23 de setembro de 2017
23
de setembro de 2017
O ônibus estava parado em São Domingos, bairro de
Niterói. Depois de dias e mais dias de ansiedade antecipatória eu ia assistir
The Who pela primeira vez na vida e, sinceramente, ainda não estava acreditando
que finalmente iria, em tese, dividir o mesmo espaço com Pete Townshend e Roger
Daltrey.
Minha ansiedade era de fã. Fã garoto, de 13 anos, que ouviu
The Who pela primeira vez e levou a letra de “I can see for miles” para a
professora de inglês, por favor, traduzir. Ela traduziu e quando li
imediatamente pensei que “esse cara escreve para mim”. Esse cara é Pete Townshend, líder do Who, compositor,
poeta, ensaísta, escritor, guitarrista, pianista, produtor que a partir daquela
tradução no papel almaço passou a ser o meu “biógrafo do inconsciente”. Meu e
de milhões em todo o mundo já que não conheço ninguém que decifre tão bem a
alma masculina como ele.
Meu otimismo (veja você) esperava que Roberto Medina
fosse me convidar para um lugar especial no show bem como, quem sabe, criar a
possibilidade de me aproximar de Pete Townshend por alguns segundos, tempo
suficiente para tirar uma foto a seu lado, e dizer apenas “Thank you, Pete”, externar
a minha gratidão por tudo o que ele disse e diz, em álbuns e canções que marcam
muitos momentos da minha existência. Só isso.

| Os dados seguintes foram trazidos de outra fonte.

#![allow(dead_code)]

use flowboard_core::db::DbError;
use flowboard_core::{
    PendingTask, PushAck, PushMethod, PushRequest, RemoteEndpoint, SqliteTaskStore, StoreError,
    StoreResult, SyncError, Task, TaskId, TaskPatch, TaskStore,
};
use std::cell::{Cell, RefCell};
use std::collections::{HashMap, HashSet};
use std::time::Duration;

/// Remote double with idempotent upsert / delete-if-exists semantics.
#[derive(Default)]
pub struct FakeRemote {
    pub entities: RefCell<HashMap<TaskId, Task>>,
    pub pushes: RefCell<Vec<(PushMethod, TaskId)>>,
    pub timeouts: RefCell<Vec<Duration>>,
    failing: RefCell<HashSet<TaskId>>,
    drop_acks: Cell<bool>,
}

impl FakeRemote {
    pub fn new() -> Self {
        Self::default()
    }

    /// Pushes for `id` fail before reaching the remote state.
    pub fn fail_for(&self, id: TaskId) {
        self.failing.borrow_mut().insert(id);
    }

    pub fn recover(&self, id: TaskId) {
        self.failing.borrow_mut().remove(&id);
    }

    /// Pushes are applied remotely but the acknowledgement is lost.
    pub fn set_drop_acks(&self, enabled: bool) {
        self.drop_acks.set(enabled);
    }

    pub fn push_count(&self) -> usize {
        self.pushes.borrow().len()
    }

    pub fn entity(&self, id: TaskId) -> Option<Task> {
        self.entities.borrow().get(&id).cloned()
    }
}

impl RemoteEndpoint for FakeRemote {
    fn endpoint_id(&self) -> &str {
        "fake"
    }

    fn push(&self, request: &PushRequest, timeout: Duration) -> Result<PushAck, SyncError> {
        self.pushes
            .borrow_mut()
            .push((request.method, request.task_id()));
        self.timeouts.borrow_mut().push(timeout);

        if self.failing.borrow().contains(&request.task_id()) {
            return Err(SyncError::Transport("connection refused".to_string()));
        }

        let mut entities = self.entities.borrow_mut();
        match request.method {
            PushMethod::Upsert => {
                entities.insert(request.task_id(), request.task.clone());
            }
            PushMethod::Delete => {
                entities.remove(&request.task_id());
            }
        }

        if self.drop_acks.get() {
            return Err(SyncError::Timeout(timeout));
        }
        Ok(PushAck { status: 200 })
    }
}

/// Store double that can be switched into a failing state.
pub struct FlakyStore<'conn> {
    inner: SqliteTaskStore<'conn>,
    failing: Cell<bool>,
}

impl<'conn> FlakyStore<'conn> {
    pub fn new(inner: SqliteTaskStore<'conn>) -> Self {
        Self {
            inner,
            failing: Cell::new(false),
        }
    }

    pub fn set_failing(&self, failing: bool) {
        self.failing.set(failing);
    }

    fn check(&self) -> StoreResult<()> {
        if self.failing.get() {
            return Err(StoreError::Db(DbError::Io(std::io::Error::other(
                "quota exceeded",
            ))));
        }
        Ok(())
    }
}

impl TaskStore for FlakyStore<'_> {
    fn put(&self, task: &Task) -> StoreResult<()> {
        self.check()?;
        self.inner.put(task)
    }

    fn patch(&self, id: TaskId, patch: &TaskPatch) -> StoreResult<()> {
        self.check()?;
        self.inner.patch(id, patch)
    }

    fn get(&self, id: TaskId) -> StoreResult<Option<Task>> {
        self.inner.get(id)
    }

    fn list_all(&self) -> StoreResult<Vec<Task>> {
        self.inner.list_all()
    }

    fn list_unsynced(&self) -> StoreResult<Vec<PendingTask>> {
        self.inner.list_unsynced()
    }

    fn mark_synced(&self, id: TaskId, revision: i64) -> StoreResult<bool> {
        self.check()?;
        self.inner.mark_synced(id, revision)
    }

    fn purge_synced_tombstones(&self) -> StoreResult<usize> {
        self.check()?;
        self.inner.purge_synced_tombstones()
    }
}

Meu otimismo achava que eu seria convidado porque em 1984
Medina me ligou, marcou uma reunião, e pediu para que nós da Rádio Fluminense
FM sugeríssemos nomes de bandas para participar do Rock in Rio I. E nós fizemos
enquetes no ar, pesquisas, e levamos uma lista para ele, por amor a música. Muita
gente não entendeu o fato de não ganharmos nada e da rádio sequer anúncios
pagos do festival. Tentávamos explicar, mas ninguém entendeu. The Who
encabeçava a lista, mas sabíamos que a banda estava parada na época.

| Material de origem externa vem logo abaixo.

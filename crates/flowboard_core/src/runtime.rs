//! Presentation-facing facade.
//!
//! # Responsibility
//! - Wire the board service, sync engine and connectivity monitor together.
//! - Expose the columns, counters, connectivity state and the four
//!   mutations as the only surface presentation code uses.
//!
//! # Invariants
//! - Sync outcomes are logged, never returned as errors.
//! - A sync run happens at startup when online, and on every
//!   `Offline -> Online` transition.

use crate::model::task::{Priority, Task, TaskId, TaskStatus};
use crate::projection::board::{BoardCounts, BoardProjection};
use crate::service::board_service::{BoardResult, BoardService};
use crate::store::task_store::{StoreResult, TaskStore};
use crate::sync::connectivity::{
    ConnectivityMonitor, ConnectivityState, ConnectivityTransition, ReachabilitySignal,
};
use crate::sync::engine::{SyncEngine, SyncReport, SyncSettings};
use crate::sync::remote::RemoteEndpoint;
use log::{info, warn};

pub struct FlowBoard<S: TaskStore + Clone, R: RemoteEndpoint> {
    board: BoardService<S>,
    engine: Option<SyncEngine<S, R>>,
    monitor: ConnectivityMonitor,
}

impl<S: TaskStore + Clone, R: RemoteEndpoint> FlowBoard<S, R> {
    /// Loads the board from `store` and, when `initial` is online and a
    /// remote is configured, runs one startup sync.
    ///
    /// `remote = None` keeps the board fully local.
    pub fn open(
        store: S,
        remote: Option<R>,
        settings: SyncSettings,
        initial: ConnectivityState,
    ) -> StoreResult<Self> {
        let board = BoardService::load(store.clone())?;
        let engine = remote.map(|remote| SyncEngine::new(store, remote, settings));
        let mut flow_board = Self {
            board,
            engine,
            monitor: ConnectivityMonitor::new(initial),
        };
        flow_board.sync_now();
        Ok(flow_board)
    }

    pub fn create(
        &mut self,
        column: TaskStatus,
        title: &str,
        description: &str,
        priority: Priority,
    ) -> BoardResult<Task> {
        self.board.create(column, title, description, priority)
    }

    pub fn edit(
        &mut self,
        id: TaskId,
        title: &str,
        description: &str,
        priority: Priority,
    ) -> BoardResult<Task> {
        self.board.edit(id, title, description, priority)
    }

    pub fn move_task(&mut self, id: TaskId, from: TaskStatus, to: TaskStatus) -> BoardResult<bool> {
        self.board.move_task(id, from, to)
    }

    pub fn soft_delete(&mut self, column: TaskStatus, id: TaskId) -> BoardResult<()> {
        self.board.soft_delete(column, id)
    }

    pub fn projection(&self) -> &BoardProjection {
        self.board.projection()
    }

    pub fn column(&self, status: TaskStatus) -> &[Task] {
        self.board.column(status)
    }

    pub fn counts(&self) -> BoardCounts {
        self.board.counts()
    }

    pub fn connectivity(&self) -> ConnectivityState {
        self.monitor.state()
    }

    pub fn is_sync_configured(&self) -> bool {
        self.engine.is_some()
    }

    pub fn store(&self) -> &S {
        self.board.store()
    }

    /// Registers a presentation listener for connectivity transitions.
    pub fn subscribe_connectivity(
        &mut self,
        listener: impl FnMut(ConnectivityTransition) + 'static,
    ) {
        self.monitor.subscribe(listener);
    }

    /// Feeds one platform online/offline event. Returns the sync report
    /// when the event brought the board back online.
    pub fn set_online(&mut self, online: bool) -> Option<SyncReport> {
        let transition = self.monitor.update(online)?;
        self.after_transition(transition)
    }

    /// Samples a reachability probe; same contract as `set_online`.
    pub fn poll_connectivity(&mut self, signal: &dyn ReachabilitySignal) -> Option<SyncReport> {
        let transition = self.monitor.poll(signal)?;
        self.after_transition(transition)
    }

    /// Runs the sync engine now. Returns `None` when offline, when no
    /// remote is configured, or when the run could not read the store.
    pub fn sync_now(&mut self) -> Option<SyncReport> {
        if !self.monitor.is_online() {
            return None;
        }
        let engine = self.engine.as_ref()?;

        let report = match engine.run() {
            Ok(report) => report,
            Err(err) => {
                warn!("event=sync_run module=runtime status=error error={}", err);
                return None;
            }
        };

        if report.acknowledged > 0 || report.purged > 0 {
            if let Err(err) = self.board.reload() {
                warn!(
                    "event=board_reload module=runtime status=error error={}",
                    err
                );
            }
        }
        Some(report)
    }

    fn after_transition(&mut self, transition: ConnectivityTransition) -> Option<SyncReport> {
        match transition {
            ConnectivityTransition::WentOnline => {
                info!("event=sync_trigger module=runtime status=start reason=online");
                self.sync_now()
            }
            ConnectivityTransition::WentOffline => None,
        }
    }
}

O realismo alimentado por minha baixa estima (juro que luto
com ela todos os dias) diziam que Medina sequer lembrava da Radio Fluminense
FM, de 1984, e muito menos de mim. Não, não tenho mágoa alguma e agradeço a
ele por ter continuado com o festival e por ter tido a coragem de trazer The
Who, que no Brasil o labo b do labo b do lado b.

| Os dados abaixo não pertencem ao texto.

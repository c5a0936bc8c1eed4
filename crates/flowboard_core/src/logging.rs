//! Logging bootstrap.
//!
//! # Responsibility
//! - Start rolling file logs once per process.
//! - Capture panics as sanitized, metadata-only log events.
//!
//! # Invariants
//! - Initialization is idempotent for the same level and directory and
//!   rejects any other combination afterwards.
//! - Initialization never panics.
//! - Core log lines carry ids and counters only; task text is never logged.

use flexi_logger::{Cleanup, Criterion, FileSpec, Logger, LoggerHandle, Naming, WriteMode};
use log::{error, info};
use once_cell::sync::OnceCell;
use std::error::Error;
use std::fmt::{Display, Formatter};
use std::path::{Path, PathBuf};

const LOG_FILE_BASENAME: &str = "flowboard";
const MAX_LOG_FILE_SIZE_BYTES: u64 = 5 * 1024 * 1024;
const MAX_LOG_FILES: usize = 3;
const MAX_PANIC_PAYLOAD_CHARS: usize = 160;

static LOGGING_STATE: OnceCell<LoggingState> = OnceCell::new();
static PANIC_HOOK_INSTALLED: OnceCell<()> = OnceCell::new();

struct LoggingState {
    level: &'static str,
    log_dir: PathBuf,
    _logger: LoggerHandle,
}

#[derive(Debug, Clone, PartialEq, Eq)]
pub enum LoggingError {
    UnsupportedLevel(String),
    InvalidDirectory(String),
    /// Logging is already running with a different level or directory.
    Conflict { active: String, requested: String },
    Backend(String),
}

impl Display for LoggingError {
    fn fmt(&self, f: &mut Formatter<'_>) -> std::fmt::Result {
        match self {
            Self::UnsupportedLevel(level) => write!(
                f,
                "unsupported log level `{level}`; expected trace|debug|info|warn|error"
            ),
            Self::InvalidDirectory(message) => write!(f, "invalid log directory: {message}"),
            Self::Conflict { active, requested } => write!(
                f,
                "logging already initialized with `{active}`; refusing to switch to `{requested}`"
            ),
            Self::Backend(message) => write!(f, "failed to start logger: {message}"),
        }
    }
}

impl Error for LoggingError {}

/// Starts file logging at `level` under `log_dir`.
///
/// # Errors
/// - `UnsupportedLevel` / `InvalidDirectory` for bad input; `log_dir` must
///   be absolute.
/// - `Conflict` when already running with another level or directory.
/// - `Backend` when the directory cannot be created or the logger fails.
pub fn init_logging(level: &str, log_dir: &Path) -> Result<(), LoggingError> {
    let level = normalize_level(level)?;
    let log_dir = normalize_log_dir(log_dir)?;

    let state = LOGGING_STATE.get_or_try_init(|| start_logger(level, &log_dir))?;

    if state.log_dir != log_dir || state.level != level {
        return Err(LoggingError::Conflict {
            active: format!("{} @ {}", state.level, state.log_dir.display()),
            requested: format!("{} @ {}", level, log_dir.display()),
        });
    }
    Ok(())
}

/// Returns `(level, log_dir)` when logging is active.
pub fn logging_status() -> Option<(&'static str, PathBuf)> {
    LOGGING_STATE
        .get()
        .map(|state| (state.level, state.log_dir.clone()))
}

/// `debug` for debug builds, `info` for release builds.
pub fn default_log_level() -> &'static str {
    if cfg!(debug_assertions) {
        "debug"
    } else {
        "info"
    }
}

fn start_logger(level: &'static str, log_dir: &Path) -> Result<LoggingState, LoggingError> {
    std::fs::create_dir_all(log_dir).map_err(|err| {
        LoggingError::Backend(format!(
            "cannot create log directory `{}`: {err}",
            log_dir.display()
        ))
    })?;

    let logger = Logger::try_with_str(level)
        .map_err(|err| LoggingError::Backend(err.to_string()))?
        .log_to_file(
            FileSpec::default()
                .directory(log_dir)
                .basename(LOG_FILE_BASENAME),
        )
        .rotate(
            Criterion::Size(MAX_LOG_FILE_SIZE_BYTES),
            Naming::Numbers,
            Cleanup::KeepLogFiles(MAX_LOG_FILES),
        )
        .write_mode(WriteMode::BufferAndFlush)
        .append()
        .format_for_files(flexi_logger::detailed_format)
        .start()
        .map_err(|err| LoggingError::Backend(err.to_string()))?;

    install_panic_hook_once();

    info!(
        "event=app_start module=core status=ok platform={} version={} level={}",
        std::env::consts::OS,
        env!("CARGO_PKG_VERSION"),
        level
    );

    Ok(LoggingState {
        level,
        log_dir: log_dir.to_path_buf(),
        _logger: logger,
    })
}

fn normalize_level(level: &str) -> Result<&'static str, LoggingError> {
    match level.trim().to_ascii_lowercase().as_str() {
        "trace" => Ok("trace"),
        "debug" => Ok("debug"),
        "info" => Ok("info"),
        "warn" | "warning" => Ok("warn"),
        "error" => Ok("error"),
        other => Err(LoggingError::UnsupportedLevel(other.to_string())),
    }
}

fn normalize_log_dir(log_dir: &Path) -> Result<PathBuf, LoggingError> {
    if log_dir.as_os_str().is_empty() {
        return Err(LoggingError::InvalidDirectory("path is empty".to_string()));
    }
    if !log_dir.is_absolute() {
        return Err(LoggingError::InvalidDirectory(format!(
            "`{}` is not absolute",
            log_dir.display()
        )));
    }
    Ok(log_dir.to_path_buf())
}

fn install_panic_hook_once() {
    if PANIC_HOOK_INSTALLED.set(()).is_err() {
        return;
    }

    let previous_hook = std::panic::take_hook();
    std::panic::set_hook(Box::new(move |panic_info| {
        let location = panic_info
            .location()
            .map(|loc| format!("{}:{}", loc.file(), loc.line()))
            .unwrap_or_else(|| "unknown".to_string());
        error!(
            "event=panic_captured module=core status=error location={} payload={}",
            location,
            panic_payload_summary(panic_info)
        );
        previous_hook(panic_info);
    }));
}

fn panic_payload_summary(info: &std::panic::PanicHookInfo<'_>) -> String {
    let payload = if let Some(message) = info.payload().downcast_ref::<&str>() {
        (*message).to_string()
    } else if let Some(message) = info.payload().downcast_ref::<String>() {
        message.clone()
    } else {
        "non-string panic payload".to_string()
    };

    sanitize_message(&payload, MAX_PANIC_PAYLOAD_CHARS)
}

/// Flattens newlines and caps length at `max_chars`.
fn sanitize_message(value: &str, max_chars: usize) -> String {
    let normalized = value.replace(['\n', '\r'], " ");
    let mut truncated = normalized.chars().take(max_chars).collect::<String>();
    if normalized.chars().count() > max_chars {
        truncated.push_str("...");
    }
    truncated
}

Fui ver The Who com meu irmão Fernando Cesar (muitos o
conhecem como Fernando, muitos como César) e meu irmão de alma André Valle, que
um mês antes havia assistido a banda em Denver, Colorado. Meu irmão também já tinha
visto quando morou em Paris, início dos anos 80. Deu uma ida a Londres, encontrou
nosso amigo comum Maurício Valladares e foram ao show num teatro pequeno.
Imagino que tenha sido no Young Vic Theatre com capacidade para 500 pessoas.
Depois do show ele pegou um daqueles orelhões que falavam de graça para o Brasil
e me ligou. Eu estava em Teresópolis, era carnaval, e do outro lado da linha,
voz rouca, meu irmão quase gritava, eufórico “acabei de ver The Who! Acabei de
ver The Who! Acabei de ver The Who!...estou surdo, alto pra cacete. Fiquei a três
metros de Pete...”.
A caminho do Rock in Rio, no ônibus, a ansiedade tinha
baixado, mas eu estava calado. Íamos ficar na plateia, na geral, milhares de
pessoas e com certeza não daria para ver a banda em close, mas com certeza iria
ouvir porque The Who sempre tocou alto demais, uma característica. Townshend sempre disse que o alto volume associado a microfonias e
feedbacks de som são “obras de arte contemporânea, atonais, abstratas, mensagens
invisíveis”. Hendrix pensava algo semelhante. Não foi a toa que algumas pessoas achavam que eu e meu irmão éramos
adolescentes anormais, provavelmente loucos, ouvindo microfonias em alto volume
no quarto, extraídas de “The Who Live at Leeds”, caramba que discaço.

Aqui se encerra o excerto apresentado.